Technical problems arising from the use of the immunoblot for determination of the reactivity of natural antibodies with different lipopolysaccharides (LPS).

Natural polyreactive antibodies (NPAB) appear to play an important role in the first-line defence against invading bacteria. The major constituent of the outer membrane of Gram-negative bacteria is the lipopolysaccharide (LPS). Therefore, reactivity against this structure could be of importance in protecting the organism from the harmful effects of LPS. Immunoblotting has become a common method to verify the specificity of antigen antibody interactions.
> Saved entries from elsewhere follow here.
//! Application configuration.

use scanner_alerts::NotifierConfig;
use scanner_core::{NetworkSpec, Registry, RegistryError, Token, TokenPair};
use scanner_engine::DetectorConfig;
use serde::{Deserialize, Serialize};
use std::path::Path;
use std::time::Duration;
use thiserror::Error;

/// Deployment used when no config file is present.
const DEFAULT_CONFIG: &str = include_str!("../config.default.json");

#[derive(Debug, Error)]
pub enum ConfigError {
    #[error("failed to read {path}: {source}")]
    Read {
        path: String,
        #[source]
        source: std::io::Error,
    },
    #[error("invalid config: {0}")]
    Parse(#[from] serde_json::Error),
    #[error("environment variable {var} referenced by {network} RPC URL is not set")]
    MissingEnv { network: String, var: String },
    #[error("unterminated ${{...}} placeholder in {0} RPC URL")]
    UnterminatedPlaceholder(String),
    #[error("{0} must be greater than zero")]
    ZeroDuration(&'static str),
    #[error("min_spread_pct must be a non-negative number, got {0}")]
    InvalidSpread(f64),
    #[error(transparent)]
    Registry(#[from] RegistryError),
}

/// Application configuration.
#[derive(Debug, Clone, Serialize, Deserialize)]
pub struct AppConfig {
    /// Networks in scan and dispatch order.
    pub networks: Vec<NetworkSpec>,
    pub tokens: Vec<Token>,
    /// Pairs in scan order.
    pub pairs: Vec<TokenPair>,
    #[serde(default)]
    pub scanner: ScannerSettings,
    #[serde(default)]
    pub alerts: AlertSettings,
    /// Logging level.
    #[serde(default = "default_log_level")]
    pub log_level: String,
}

fn default_log_level() -> String {
    "info".to_string()
}

/// Scanner settings.
#[derive(Debug, Clone, Serialize, Deserialize)]
#[serde(default)]
pub struct ScannerSettings {
    /// Time between cycle starts in milliseconds.
    pub scan_interval_ms: u64,
    /// Minimum spread in percent that counts as an opportunity.
    pub min_spread_pct: f64,
    /// Per-call quote timeout in milliseconds.
    pub quote_timeout_ms: u64,
}

impl Default for ScannerSettings {
    fn default() -> Self {
        Self {
            scan_interval_ms: 45_000,
            min_spread_pct: 0.5,
            quote_timeout_ms: 10_000,
        }
    }
}

impl ScannerSettings {
    pub fn scan_interval(&self) -> Duration {
        Duration::from_millis(self.scan_interval_ms)
    }

    pub fn quote_timeout(&self) -> Duration {
        Duration::from_millis(self.quote_timeout_ms)
    }
}

impl From<&ScannerSettings> for DetectorConfig {
    fn from(settings: &ScannerSettings) -> Self {
        DetectorConfig {
            min_spread_pct: settings.min_spread_pct,
        }
    }
}

/// Alert settings.
#[derive(Debug, Clone, Serialize, Deserialize)]
#[serde(default)]
pub struct AlertSettings {
    /// Minimum time between alert dispatches in milliseconds.
    pub cooldown_ms: u64,
}

impl Default for AlertSettings {
    fn default() -> Self {
        Self { cooldown_ms: 2000 }
    }
}

impl From<&AlertSettings> for NotifierConfig {
    fn from(settings: &AlertSettings) -> Self {
        NotifierConfig {
            cooldown: Duration::from_millis(settings.cooldown_ms),
        }
    }
}

impl AppConfig {
    /// Built-in deployment: ethereum, polygon, arbitrum and bsc.
    pub fn builtin() -> Result<Self, ConfigError> {
        Ok(serde_json::from_str(DEFAULT_CONFIG)?)
    }

    /// Load `path`, or the built-in deployment if the file does not exist.
    pub fn load(path: impl AsRef<Path>) -> Result<Self, ConfigError> {
        let path = path.as_ref();
        match std::fs::read_to_string(path) {
            Ok(text) => Ok(serde_json::from_str(&text)?),
            Err(e) if e.kind() == std::io::ErrorKind::NotFound => Self::builtin(),
            Err(source) => Err(ConfigError::Read {
                path: path.display().to_string(),
                source,
            }),
        }
    }

    /// Replace `${VAR}` placeholders in RPC URLs using `lookup`.
    pub fn expand_env(&mut self, lookup: impl Fn(&str) -> Option<String>) -> Result<(), ConfigError> {
        for network in &mut self.networks {
            network.rpc_url = expand_placeholders(&network.rpc_url, network.chain.as_str(), &lookup)?;
        }
        Ok(())
    }

    pub fn validate(&self) -> Result<(), ConfigError> {
        if self.scanner.scan_interval_ms == 0 {
            return Err(ConfigError::ZeroDuration("scan_interval_ms"));
        }
        if self.scanner.quote_timeout_ms == 0 {
            return Err(ConfigError::ZeroDuration("quote_timeout_ms"));
        }
        let spread = self.scanner.min_spread_pct;
        if !spread.is_finite() || spread < 0.0 {
            return Err(ConfigError::InvalidSpread(spread));
        }
        Ok(())
    }

    /// Validate and build the registry.
    pub fn registry(&self) -> Result<Registry, ConfigError> {
        self.validate()?;
        Ok(Registry::new(
            self.networks.clone(),
            self.tokens.clone(),
            self.pairs.clone(),
        )?)
    }
}

fn expand_placeholders(
    input: &str,
    network: &str,
    lookup: &impl Fn(&str) -> Option<String>,
) -> Result<String, ConfigError> {
    let mut out = String::with_capacity(input.len());
    let mut rest = input;
    while let Some(start) = rest.find("${") {
        out.push_str(&rest[..start]);
        let after = &rest[start + 2..];
        let end = after
            .find('}')
            .ok_or_else(|| ConfigError::UnterminatedPlaceholder(network.to_string()))?;
        let var = &after[..end];
        let value = lookup(var).ok_or_else(|| ConfigError::MissingEnv {
            network: network.to_string(),
            var: var.to_string(),
        })?;
        out.push_str(&value);
        rest = &after[end + 1..];
    }
    out.push_str(rest);
    Ok(out)
}

#[cfg(test)]
mod tests {
    use super::*;
    use pretty_assertions::assert_eq;
    use scanner_core::Chain;

    fn infura(var: &str) -> Option<String> {
        (var == "INFURA_KEY").then(|| "abc123".to_string())
    }

    #[test]
    fn test_builtin_deployment() {
        let config = AppConfig::builtin().unwrap();
        let chains: Vec<Chain> = config.networks.iter().map(|n| n.chain).collect();
        assert_eq!(
            chains,
            vec![Chain::Ethereum, Chain::Polygon, Chain::Arbitrum, Chain::Bsc]
        );
        assert_eq!(config.tokens.len(), 8);
        assert_eq!(config.pairs.len(), 7);
        assert_eq!(config.scanner.scan_interval_ms, 45_000);
        assert_eq!(config.scanner.min_spread_pct, 0.5);
        assert_eq!(config.alerts.cooldown_ms, 2000);
    }

    #[test]
    fn test_builtin_registry_resolves_pairs() {
        let mut config = AppConfig::builtin().unwrap();
        config.expand_env(infura).unwrap();
        let registry = config.registry().unwrap();

        assert_eq!(
            registry.network(Chain::Ethereum).unwrap().rpc_url,
            "https://mainnet.infura.io/v3/abc123"
        );
        // WBNB/BUSD only exists on bsc, LINK/USDC only on ethereum.
        assert_eq!(registry.pairs_on(Chain::Bsc).len(), 1);
        assert_eq!(registry.pairs_on(Chain::Ethereum).len(), 5);
        assert_eq!(registry.pairs_on(Chain::Polygon).len(), 5);
    }

    #[test]
    fn test_expand_env_missing_var() {
        let mut config = AppConfig::builtin().unwrap();
        let err = config.expand_env(|_| None).unwrap_err();
        assert!(matches!(
            err,
            ConfigError::MissingEnv { ref network, ref var } if network == "ethereum" && var == "INFURA_KEY"
        ));
    }

    #[test]
    fn test_expand_placeholders() {
        assert_eq!(
            expand_placeholders("http://${HOST}:${PORT}/rpc", "ethereum", &|v: &str| {
                Some(if v == "HOST" { "node".into() } else { "8545".into() })
            })
            .unwrap(),
            "http://node:8545/rpc"
        );
        assert_eq!(
            expand_placeholders("https://bsc-dataseed.binance.org/", "bsc", &|_: &str| None).unwrap(),
            "https://bsc-dataseed.binance.org/"
        );
        assert!(matches!(
            expand_placeholders("http://${HOST", "bsc", &|_: &str| None),
            Err(ConfigError::UnterminatedPlaceholder(_))
        ));
    }

    #[test]
    fn test_partial_config_uses_defaults() {
        let json = r#"{
            "networks": [{
                "chain": "ethereum",
                "rpc_url": "http://localhost:8545",
                "venues": [{ "id": "uniswapV2", "router": "0x7a250d5630B4cF539739dF2C5dAcb4c659F2488D" }]
            }],
            "tokens": [],
            "pairs": []
        }"#;
        let config: AppConfig = serde_json::from_str(json).unwrap();
        assert_eq!(config.scanner.quote_timeout_ms, 10_000);
        assert_eq!(config.alerts.cooldown_ms, 2000);
        assert_eq!(config.log_level, "info");
        assert!(config.registry().is_ok());
    }

    #[test]
    fn test_validate_rejects_bad_settings() {
        let mut config = AppConfig::builtin().unwrap();
        config.scanner.scan_interval_ms = 0;
        assert!(matches!(config.validate(), Err(ConfigError::ZeroDuration(_))));

        let mut config = AppConfig::builtin().unwrap();
        config.scanner.min_spread_pct = -1.0;
        assert!(matches!(config.validate(), Err(ConfigError::InvalidSpread(_))));
    }

    #[test]
    fn test_load_missing_file_falls_back() {
        let config = AppConfig::load("/nonexistent/dex-scanner.json").unwrap();
        assert_eq!(config.networks.len(), 4);
    }

    #[test]
    fn test_settings_conversions() {
        let settings = ScannerSettings::default();
        let detector: DetectorConfig = (&settings).into();
        assert_eq!(detector.min_spread_pct, 0.5);

        let notifier: NotifierConfig = (&AlertSettings::default()).into();
        assert_eq!(notifier.cooldown, Duration::from_millis(2000));
    }
}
Various immunoblot techniques for testing the reactivity of monoclonal antibodies with LPS have been published using nitrocellulose and detergent-free blocking buffer systems. These methods are not suitable for the investigation of NPABs due to the broad reactivity and a high background staining which gives rise to interpretational difficulties. In the present study we demonstrate an immunoblot technique using polyvinylidene difluoride (PVDF) membranes and a detergent-containing buffer system which permits to detect LPS reactivity of NPABs. The polyreactive monoclonal human antibody CB03 used was screened for lipid A/LPS reactivity in ELISA experiments. The binding was confirmed in the described blot system and depends on the membranes and blocking agents used. The use of nitrocellulose versus PVDF was also tested for monospecific anti-LPS antibodies and the latter can be recommended due to the production of stronger reaction patterns without any background staining.